Stored items:
******************************

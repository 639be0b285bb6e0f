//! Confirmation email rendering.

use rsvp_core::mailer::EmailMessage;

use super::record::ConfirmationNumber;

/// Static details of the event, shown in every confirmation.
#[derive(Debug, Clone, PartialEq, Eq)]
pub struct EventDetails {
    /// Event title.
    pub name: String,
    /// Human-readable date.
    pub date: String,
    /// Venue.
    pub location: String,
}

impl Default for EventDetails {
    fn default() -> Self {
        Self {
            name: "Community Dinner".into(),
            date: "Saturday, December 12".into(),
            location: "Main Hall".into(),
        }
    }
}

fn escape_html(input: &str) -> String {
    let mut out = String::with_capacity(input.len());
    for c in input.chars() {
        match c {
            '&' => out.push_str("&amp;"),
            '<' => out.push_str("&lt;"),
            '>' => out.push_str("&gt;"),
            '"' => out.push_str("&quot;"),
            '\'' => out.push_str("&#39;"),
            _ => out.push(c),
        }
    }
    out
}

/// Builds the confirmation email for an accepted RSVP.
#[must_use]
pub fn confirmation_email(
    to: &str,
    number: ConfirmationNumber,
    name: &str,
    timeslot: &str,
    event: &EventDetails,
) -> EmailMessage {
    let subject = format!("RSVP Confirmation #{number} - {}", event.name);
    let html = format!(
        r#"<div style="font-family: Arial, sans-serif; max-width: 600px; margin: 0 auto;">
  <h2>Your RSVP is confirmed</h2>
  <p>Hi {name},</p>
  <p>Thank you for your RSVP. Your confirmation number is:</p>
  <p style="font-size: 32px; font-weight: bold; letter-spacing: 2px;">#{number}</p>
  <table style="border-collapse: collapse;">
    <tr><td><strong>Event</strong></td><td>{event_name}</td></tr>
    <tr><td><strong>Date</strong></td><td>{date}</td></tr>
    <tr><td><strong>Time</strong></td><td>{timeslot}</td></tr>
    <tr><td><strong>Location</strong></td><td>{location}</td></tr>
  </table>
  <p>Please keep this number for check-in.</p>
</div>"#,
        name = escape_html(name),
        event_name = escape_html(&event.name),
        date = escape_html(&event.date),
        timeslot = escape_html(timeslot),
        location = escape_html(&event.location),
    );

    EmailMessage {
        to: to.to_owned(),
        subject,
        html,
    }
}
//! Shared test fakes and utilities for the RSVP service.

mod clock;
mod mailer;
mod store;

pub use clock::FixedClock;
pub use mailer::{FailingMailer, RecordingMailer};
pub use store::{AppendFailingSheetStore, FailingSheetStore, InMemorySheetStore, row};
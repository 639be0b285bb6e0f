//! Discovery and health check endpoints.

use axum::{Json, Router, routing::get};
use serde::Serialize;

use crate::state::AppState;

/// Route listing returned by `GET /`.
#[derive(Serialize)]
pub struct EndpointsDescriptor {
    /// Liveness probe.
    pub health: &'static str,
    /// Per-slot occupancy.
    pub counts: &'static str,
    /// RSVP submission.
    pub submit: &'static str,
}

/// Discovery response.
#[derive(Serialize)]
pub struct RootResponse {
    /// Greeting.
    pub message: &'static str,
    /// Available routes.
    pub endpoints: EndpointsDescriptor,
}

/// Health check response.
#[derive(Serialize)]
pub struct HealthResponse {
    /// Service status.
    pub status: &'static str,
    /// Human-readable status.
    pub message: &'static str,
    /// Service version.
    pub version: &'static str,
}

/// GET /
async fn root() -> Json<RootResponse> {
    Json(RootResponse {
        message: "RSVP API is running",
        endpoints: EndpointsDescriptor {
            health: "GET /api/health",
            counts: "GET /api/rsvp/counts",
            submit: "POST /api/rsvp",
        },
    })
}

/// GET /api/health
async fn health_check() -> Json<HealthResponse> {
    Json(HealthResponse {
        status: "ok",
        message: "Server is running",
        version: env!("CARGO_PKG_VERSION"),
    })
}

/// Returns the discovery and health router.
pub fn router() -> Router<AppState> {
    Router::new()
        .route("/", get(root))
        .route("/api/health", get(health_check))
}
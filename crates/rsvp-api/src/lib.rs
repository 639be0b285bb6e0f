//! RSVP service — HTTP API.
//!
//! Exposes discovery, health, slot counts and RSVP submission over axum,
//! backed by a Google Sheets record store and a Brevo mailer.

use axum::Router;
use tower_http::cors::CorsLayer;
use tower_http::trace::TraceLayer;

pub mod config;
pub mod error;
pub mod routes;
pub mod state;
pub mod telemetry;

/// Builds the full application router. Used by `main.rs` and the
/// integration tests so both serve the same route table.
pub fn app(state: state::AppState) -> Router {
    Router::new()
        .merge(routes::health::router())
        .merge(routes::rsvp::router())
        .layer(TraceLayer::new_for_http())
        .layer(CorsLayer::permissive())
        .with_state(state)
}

******************************

- What you have to do: Output every record verbatim.

- Result for this task:
repository 639be0b285bb6e0f
//! Confirmation email rendering.

use rsvp_core::mailer::EmailMessage;

use super::record::ConfirmationNumber;

/// Static details of the event, shown in every confirmation.
#[derive(Debug, Clone, PartialEq, Eq)]
pub struct EventDetails {
    /// Event title.
    pub name: String,
    /// Human-readable date.
    pub date: String,
    /// Venue.
    pub location: String,
}

impl Default for EventDetails {
    fn default() -> Self {
        Self {
            name: "Community Dinner".into(),
            date: "Saturday, December 12".into(),
            location: "Main Hall".into(),
        }
    }
}

fn escape_html(input: &str) -> String {
    let mut out = String::with_capacity(input.len());
    for c in input.chars() {
        match c {
            '&' => out.push_str("&amp;"),
            '<' => out.push_str("&lt;"),
            '>' => out.push_str("&gt;"),
            '"' => out.push_str("&quot;"),
            '\'' => out.push_str("&#39;"),
            _ => out.push(c),
        }
    }
    out
}

/// Builds the confirmation email for an accepted RSVP.
#[must_use]
pub fn confirmation_email(
    to: &str,
    number: ConfirmationNumber,
    name: &str,
    timeslot: &str,
    event: &EventDetails,
) -> EmailMessage {
    let subject = format!("RSVP Confirmation #{number} - {}", event.name);
    let html = format!(
        r#"<div style="font-family: Arial, sans-serif; max-width: 600px; margin: 0 auto;">
  <h2>Your RSVP is confirmed</h2>
  <p>Hi {name},</p>
  <p>Thank you for your RSVP. Your confirmation number is:</p>
  <p style="font-size: 32px; font-weight: bold; letter-spacing: 2px;">#{number}</p>
  <table style="border-collapse: collapse;">
    <tr><td><strong>Event</strong></td><td>{event_name}</td></tr>
    <tr><td><strong>Date</strong></td><td>{date}</td></tr>
    <tr><td><strong>Time</strong></td><td>{timeslot}</td></tr>
    <tr><td><strong>Location</strong></td><td>{location}</td></tr>
  </table>
  <p>Please keep this number for check-in.</p>
</div>"#,
        name = escape_html(name),
        event_name = escape_html(&event.name),
        date = escape_html(&event.date),
        timeslot = escape_html(timeslot),
        location = escape_html(&event.location),
    );

    EmailMessage {
        to: to.to_owned(),
        subject,
        html,
    }
}
//! Shared test fakes and utilities for the RSVP service.

mod clock;
mod mailer;
mod store;

pub use clock::FixedClock;
pub use mailer::{FailingMailer, RecordingMailer};
pub use store::{AppendFailingSheetStore, FailingSheetStore, InMemorySheetStore, row};
repository 639be0b285bb6e0f
//! Discovery and health check endpoints.

use axum::{Json, Router, routing::get};
use serde::Serialize;

use crate::state::AppState;

/// Route listing returned by `GET /`.
#[derive(Serialize)]
pub struct EndpointsDescriptor {
    /// Liveness probe.
    pub health: &'static str,
    /// Per-slot occupancy.
    pub counts: &'static str,
    /// RSVP submission.
    pub submit: &'static str,
}

/// Discovery response.
#[derive(Serialize)]
pub struct RootResponse {
    /// Greeting.
    pub message: &'static str,
    /// Available routes.
    pub endpoints: EndpointsDescriptor,
}

/// Health check response.
#[derive(Serialize)]
pub struct HealthResponse {
    /// Service status.
    pub status: &'static str,
    /// Human-readable status.
    pub message: &'static str,
    /// Service version.
    pub version: &'static str,
}

/// GET /
async fn root() -> Json<RootResponse> {
    Json(RootResponse {
        message: "RSVP API is running",
        endpoints: EndpointsDescriptor {
            health: "GET /api/health",
            counts: "GET /api/rsvp/counts",
            submit: "POST /api/rsvp",
        },
    })
}

/// GET /api/health
async fn health_check() -> Json<HealthResponse> {
    Json(HealthResponse {
        status: "ok",
        message: "Server is running",
        version: env!("CARGO_PKG_VERSION"),
    })
}

/// Returns the discovery and health router.
pub fn router() -> Router<AppState> {
    Router::new()
        .route("/", get(root))
        .route("/api/health", get(health_check))
}
filename crates/rsvp-api/src/lib.rs
repository 639be0b285bb6e0f
//! RSVP service — HTTP API.
//!
//! Exposes discovery, health, slot counts and RSVP submission over axum,
//! backed by a Google Sheets record store and a Brevo mailer.

use axum::Router;
use tower_http::cors::CorsLayer;
use tower_http::trace::TraceLayer;

pub mod config;
pub mod error;
pub mod routes;
pub mod state;
pub mod telemetry;

/// Builds the full application router. Used by `main.rs` and the
/// integration tests so both serve the same route table.
pub fn app(state: state::AppState) -> Router {
    Router::new()
        .merge(routes::health::router())
        .merge(routes::rsvp::router())
        .layer(TraceLayer::new_for_http())
        .layer(CorsLayer::permissive())
        .with_state(state)
}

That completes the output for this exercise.